>>
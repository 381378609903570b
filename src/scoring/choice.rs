//! Candidate-relative scoring.
//!
//! A Choice score only says how an area compares with the other areas in the
//! same candidate set. It must be recomputed whenever the set changes.

use crate::area::AreaIndicatorSet;
use crate::catalog::{Direction, IndicatorDefinition, IndicatorId};
use serde::{Deserialize, Serialize};

#[derive(Debug, Clone, PartialEq, Serialize, Deserialize)]
pub struct ChoiceScore {
    pub indicator_id: IndicatorId,
    /// 0 to 100 within the current candidate set
    pub score: f64,
}

/// Min-max scale one indicator's values across the candidate set.
///
/// `None` (or a non-finite value) stays `None`. When every present value is
/// equal, including the single-candidate case, every present area gets 100.
pub fn normalize_indicator(values: &[Option<f64>], direction: Direction) -> Vec<Option<f64>> {
    let present = || values.iter().flatten().copied().filter(|v| v.is_finite());
    let min = present().fold(f64::INFINITY, f64::min);
    let max = present().fold(f64::NEG_INFINITY, f64::max);
    // Spans wider than f64::MAX are measured on halved values
    let half = if (max - min).is_finite() { 1.0 } else { 0.5 };
    let range = max * half - min * half;

    values
        .iter()
        .map(|value| {
            let value = value.filter(|v| v.is_finite())?;
            if range <= 0.0 {
                return Some(100.0);
            }
            let scaled = match direction {
                Direction::HigherBetter => (value * half - min * half) / range,
                Direction::LowerBetter => (max * half - value * half) / range,
            };
            Some((scaled * 100.0).clamp(0.0, 100.0))
        })
        .collect()
}

/// Choice scores for every area, in area order. Indicators an area lacks are
/// left out of its sequence rather than scored as 0.
pub fn choice_scores(
    areas: &[AreaIndicatorSet],
    definitions: &[IndicatorDefinition],
) -> Vec<Vec<ChoiceScore>> {
    let mut per_area = vec![Vec::new(); areas.len()];

    for definition in definitions {
        let values: Vec<Option<f64>> = areas.iter().map(|a| a.value(definition.id)).collect();
        let normalized = normalize_indicator(&values, definition.direction);

        for (scores, score) in per_area.iter_mut().zip(normalized) {
            if let Some(score) = score {
                scores.push(ChoiceScore {
                    indicator_id: definition.id,
                    score,
                });
            }
        }
    }

    per_area
}
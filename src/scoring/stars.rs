use super::baseline::BaselineScore;
use super::composite::{weighted_average, CategoryWeightPolicy};
use super::preset::WeightPreset;
use crate::catalog::{find_definition, Category, IndicatorDefinition, IndicatorId};
use crate::error::EngineError;
use serde::{Deserialize, Serialize};
use std::collections::BTreeMap;

/// Quintile boundaries: 2 stars from the 20th percentile, 3 from the 40th,
/// 4 from the 60th, 5 from the 80th.
pub const DEFAULT_STAR_THRESHOLDS: [f64; 4] = [20.0, 40.0, 60.0, 80.0];

#[derive(Debug, Clone, PartialEq, Serialize, Deserialize)]
pub struct IndicatorStarRating {
    pub indicator_id: IndicatorId,
    /// 1 to 5
    pub stars: u8,
    pub national_percentile: f64,
}

/// Percentile to star ladder.
///
/// A percentile `p` earns one star plus one per threshold `t` with `p >= t`,
/// so a value sitting exactly on a boundary takes the higher rating.
#[derive(Debug, Clone, Copy, PartialEq)]
pub struct StarLadder {
    thresholds: [f64; 4],
}

impl Default for StarLadder {
    fn default() -> Self {
        Self {
            thresholds: DEFAULT_STAR_THRESHOLDS,
        }
    }
}

impl StarLadder {
    pub fn new(thresholds: [f64; 4]) -> Result<Self, EngineError> {
        for t in thresholds {
            if !t.is_finite() || t <= 0.0 || t >= 100.0 {
                return Err(EngineError::InvalidStarLadder(format!(
                    "threshold {} must lie strictly between 0 and 100",
                    t
                )));
            }
        }
        if thresholds.windows(2).any(|w| w[0] >= w[1]) {
            return Err(EngineError::InvalidStarLadder(format!(
                "thresholds {:?} must be strictly ascending",
                thresholds
            )));
        }
        Ok(Self { thresholds })
    }

    pub fn from_slice(thresholds: &[f64]) -> Result<Self, EngineError> {
        let thresholds: [f64; 4] = thresholds.try_into().map_err(|_| {
            EngineError::InvalidStarLadder(format!(
                "expected 4 thresholds, got {}",
                thresholds.len()
            ))
        })?;
        Self::new(thresholds)
    }

    pub fn thresholds(&self) -> [f64; 4] {
        self.thresholds
    }

    pub fn stars_for(&self, percentile: f64) -> u8 {
        1 + self.thresholds.iter().filter(|t| percentile >= **t).count() as u8
    }
}

/// Per-indicator stars, one per baseline score.
pub fn indicator_stars(
    baseline: &[BaselineScore],
    ladder: &StarLadder,
) -> Vec<IndicatorStarRating> {
    baseline
        .iter()
        .map(|b| IndicatorStarRating {
            indicator_id: b.indicator_id,
            stars: ladder.stars_for(b.percentile),
            national_percentile: b.percentile,
        })
        .collect()
}

/// Overall area rating: the composite weighting rule applied to star values,
/// rounded half away from zero and clamped to 1..=5.
///
/// `None` when no indicator of the definition set has a star rating.
pub fn overall_star_rating(
    stars: &[IndicatorStarRating],
    definitions: &[IndicatorDefinition],
    preset: &WeightPreset,
    policy: CategoryWeightPolicy,
) -> Option<u8> {
    let items: Vec<(IndicatorId, f64)> = stars
        .iter()
        .map(|s| (s.indicator_id, f64::from(s.stars)))
        .collect();
    let average = weighted_average(&items, definitions, preset, policy);
    if average.used == 0 {
        return None;
    }
    Some(average.value.round().clamp(1.0, 5.0) as u8)
}

/// Unweighted mean of stars per category, for dashboard cards.
pub fn category_star_averages(
    stars: &[IndicatorStarRating],
    definitions: &[IndicatorDefinition],
) -> BTreeMap<Category, f64> {
    let mut sums: BTreeMap<Category, (u32, u32)> = BTreeMap::new();
    for rating in stars {
        if let Some(definition) = find_definition(definitions, rating.indicator_id) {
            let entry = sums.entry(definition.category).or_default();
            entry.0 += u32::from(rating.stars);
            entry.1 += 1;
        }
    }
    sums.into_iter()
        .map(|(category, (sum, count))| (category, f64::from(sum) / f64::from(count)))
        .collect()
}

#[cfg(test)]
mod tests {
    use super::*;
    use crate::catalog::Catalog;

    fn rating(id: IndicatorId, stars: u8) -> IndicatorStarRating {
        IndicatorStarRating {
            indicator_id: id,
            stars,
            national_percentile: 0.0,
        }
    }

    #[test]
    fn test_default_ladder_boundaries() {
        let ladder = StarLadder::default();
        let cases = [
            (0.0, 1),
            (19.999, 1),
            (20.0, 2),
            (39.999, 2),
            (40.0, 3),
            (59.999, 3),
            (60.0, 4),
            (79.999, 4),
            (80.0, 5),
            (100.0, 5),
        ];
        for (percentile, expected) in cases {
            assert_eq!(ladder.stars_for(percentile), expected, "percentile {}", percentile);
        }
    }

    #[test]
    fn test_ladder_is_monotonic() {
        let ladder = StarLadder::default();
        let mut previous = 1;
        for step in 0..=1000 {
            let stars = ladder.stars_for(step as f64 / 10.0);
            assert!(stars >= previous);
            assert!((1..=5).contains(&stars));
            previous = stars;
        }
    }

    #[test]
    fn test_ladder_validation() {
        assert!(StarLadder::new([10.0, 30.0, 70.0, 90.0]).is_ok());
        assert!(StarLadder::new([20.0, 20.0, 60.0, 80.0]).is_err());
        assert!(StarLadder::new([40.0, 20.0, 60.0, 80.0]).is_err());
        assert!(StarLadder::new([0.0, 20.0, 60.0, 80.0]).is_err());
        assert!(StarLadder::new([20.0, 40.0, 60.0, 100.0]).is_err());
        assert!(StarLadder::new([20.0, f64::NAN, 60.0, 80.0]).is_err());
        assert!(StarLadder::from_slice(&[20.0, 40.0]).is_err());
    }

    #[test]
    fn test_indicator_stars_from_baseline() {
        let baseline = vec![BaselineScore {
            indicator_id: IndicatorId::CrimeRate,
            percentile: 85.0,
            population_size: 10,
            baseline_name: "national".to_string(),
        }];
        let stars = indicator_stars(&baseline, &StarLadder::default());
        assert_eq!(stars.len(), 1);
        assert_eq!(stars[0].stars, 5);
        assert_eq!(stars[0].national_percentile, 85.0);
    }

    #[test]
    fn test_overall_rating_weighted_and_rounded() {
        let catalog = Catalog::standard();
        let preset = WeightPreset::new(
            "p",
            "P",
            [(Category::Childcare, 0.75), (Category::Safety, 0.25)],
        )
        .unwrap();
        let stars = vec![rating(IndicatorId::KidsRatio, 4), rating(IndicatorId::CrimeRate, 1)];

        // (0.75*4 + 0.25*1) / 1.0 = 3.25
        let overall = overall_star_rating(
            &stars,
            catalog.definitions(),
            &preset,
            CategoryWeightPolicy::PerIndicator,
        );
        assert_eq!(overall, Some(3));
    }

    #[test]
    fn test_overall_rating_rounds_half_up() {
        let catalog = Catalog::standard();
        let preset = WeightPreset::new(
            "p",
            "P",
            [(Category::Childcare, 1.0), (Category::Safety, 1.0)],
        )
        .unwrap();
        let stars = vec![rating(IndicatorId::KidsRatio, 4), rating(IndicatorId::CrimeRate, 3)];

        let overall = overall_star_rating(
            &stars,
            catalog.definitions(),
            &preset,
            CategoryWeightPolicy::PerIndicator,
        );
        assert_eq!(overall, Some(4));
    }

    #[test]
    fn test_overall_rating_follows_category_policy() {
        let catalog = Catalog::standard();
        let preset = WeightPreset::new(
            "even",
            "Even",
            [(Category::Childcare, 1.0), (Category::Safety, 1.0)],
        )
        .unwrap();
        let stars = vec![
            rating(IndicatorId::KidsRatio, 5),
            rating(IndicatorId::NurseryCapacity, 5),
            rating(IndicatorId::CrimeRate, 1),
        ];

        // (5 + 5 + 1) / 3 = 3.67
        let per_indicator = overall_star_rating(
            &stars,
            catalog.definitions(),
            &preset,
            CategoryWeightPolicy::PerIndicator,
        );
        // (0.5*5 + 0.5*5 + 1*1) / 2 = 3.0
        let split = overall_star_rating(
            &stars,
            catalog.definitions(),
            &preset,
            CategoryWeightPolicy::SplitAcrossCategory,
        );

        assert_eq!(per_indicator, Some(4));
        assert_eq!(split, Some(3));
    }

    #[test]
    fn test_overall_rating_clamped_for_zero_weights() {
        let catalog = Catalog::standard();
        let preset = WeightPreset::new("zero", "Zero", Category::ALL.map(|c| (c, 0.0))).unwrap();
        let stars = vec![rating(IndicatorId::KidsRatio, 5)];

        let overall = overall_star_rating(
            &stars,
            catalog.definitions(),
            &preset,
            CategoryWeightPolicy::PerIndicator,
        );
        assert_eq!(overall, Some(1));
    }

    #[test]
    fn test_overall_rating_absent_without_stars() {
        let catalog = Catalog::standard();
        let registry = crate::scoring::PresetRegistry::builtin();
        let preset = registry.get("childcare").unwrap();
        assert_eq!(
            overall_star_rating(
                &[],
                catalog.definitions(),
                preset,
                CategoryWeightPolicy::PerIndicator
            ),
            None
        );
    }

    #[test]
    fn test_category_averages_are_unweighted() {
        let catalog = Catalog::standard();
        let stars = vec![
            rating(IndicatorId::KidsRatio, 5),
            rating(IndicatorId::NurseryCapacity, 2),
            rating(IndicatorId::CrimeRate, 3),
        ];

        let averages = category_star_averages(&stars, catalog.definitions());

        assert_eq!(averages.len(), 2);
        assert_eq!(averages[&Category::Childcare], 3.5);
        assert_eq!(averages[&Category::Safety], 3.0);
    }
}
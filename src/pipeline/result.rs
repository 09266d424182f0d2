//! Per-frame reports and the run summary.

/// What happened to a frame.
#[derive(Debug, Clone, Copy, PartialEq, Eq)]
pub enum FrameOutcome {
    /// Direct estimate used for both trajectories (refinement off or window
    /// not full yet).
    Direct,
    /// Window refinement succeeded.
    Refined,
    /// Refinement failed, the direct estimate was used instead.
    RefinementFallback,
    /// Too few inliers; the last pose was repeated.
    Skipped,
}

#[derive(Debug, Clone, PartialEq)]
pub struct FrameReport {
    pub frame_index: usize,
    pub outcome: FrameOutcome,
    pub num_matches: usize,
    pub num_inliers: usize,
    /// Mean reprojection error (pixels) of the direct estimate.
    pub direct_error: Option<f64>,
    pub refined_error: Option<f64>,
    pub ground_truth_error: Option<f64>,
}

impl FrameReport {
    /// True when the ground-truth motion explains the inliers better than
    /// the direct estimate.
    pub fn ground_truth_beats_direct(&self) -> bool {
        matches!(
            (self.ground_truth_error, self.direct_error),
            (Some(gt), Some(direct)) if gt < direct
        )
    }
}

#[derive(Debug, Clone, Default, PartialEq)]
pub struct RunSummary {
    /// Poses in each trajectory, frame 0 included.
    pub num_poses: usize,
    pub skipped: usize,
    pub refined: usize,
    pub refinement_fallbacks: usize,
    pub ground_truth_better: usize,
    pub mean_direct_error: Option<f64>,
    pub mean_refined_error: Option<f64>,
    pub cancelled: bool,
    pub reports: Vec<FrameReport>,
}

impl RunSummary {
    pub fn from_reports(num_poses: usize, cancelled: bool, reports: Vec<FrameReport>) -> Self {
        let count = |o: FrameOutcome| reports.iter().filter(|r| r.outcome == o).count();
        Self {
            num_poses,
            skipped: count(FrameOutcome::Skipped),
            refined: count(FrameOutcome::Refined),
            refinement_fallbacks: count(FrameOutcome::RefinementFallback),
            ground_truth_better: reports.iter().filter(|r| r.ground_truth_beats_direct()).count(),
            mean_direct_error: mean(reports.iter().filter_map(|r| r.direct_error)),
            mean_refined_error: mean(reports.iter().filter_map(|r| r.refined_error)),
            cancelled,
            reports,
        }
    }
}

fn mean(values: impl Iterator<Item = f64>) -> Option<f64> {
    let (sum, n) = values.fold((0.0, 0usize), |(s, n), v| (s + v, n + 1));
    (n > 0).then(|| sum / n as f64)
}

#[cfg(test)]
mod tests {
    use super::*;

    fn report(outcome: FrameOutcome, direct: Option<f64>, gt: Option<f64>) -> FrameReport {
        FrameReport {
            frame_index: 1,
            outcome,
            num_matches: 10,
            num_inliers: 8,
            direct_error: direct,
            refined_error: None,
            ground_truth_error: gt,
        }
    }

    #[test]
    fn test_summary_counts() {
        let summary = RunSummary::from_reports(
            4,
            false,
            vec![
                report(FrameOutcome::Direct, Some(1.0), Some(0.5)),
                report(FrameOutcome::Skipped, None, None),
                report(FrameOutcome::Refined, Some(3.0), Some(4.0)),
            ],
        );
        assert_eq!(summary.skipped, 1);
        assert_eq!(summary.refined, 1);
        assert_eq!(summary.ground_truth_better, 1);
        assert_eq!(summary.mean_direct_error, Some(2.0));
        assert_eq!(summary.mean_refined_error, None);
    }
}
<<
*TASK BRIEF*:
Write out, exactly and with nothing else, the lines of the listing above from its first line through the line with "use crate::area::AreaIndicatorSet;".

*TASK RESPONSE*:
repository 381378609903570b
filename src/scoring/choice.rs
//! Candidate-relative scoring.
//!
//! A Choice score only says how an area compares with the other areas in the
//! same candidate set. It must be recomputed whenever the set changes.

use crate::area::AreaIndicatorSet;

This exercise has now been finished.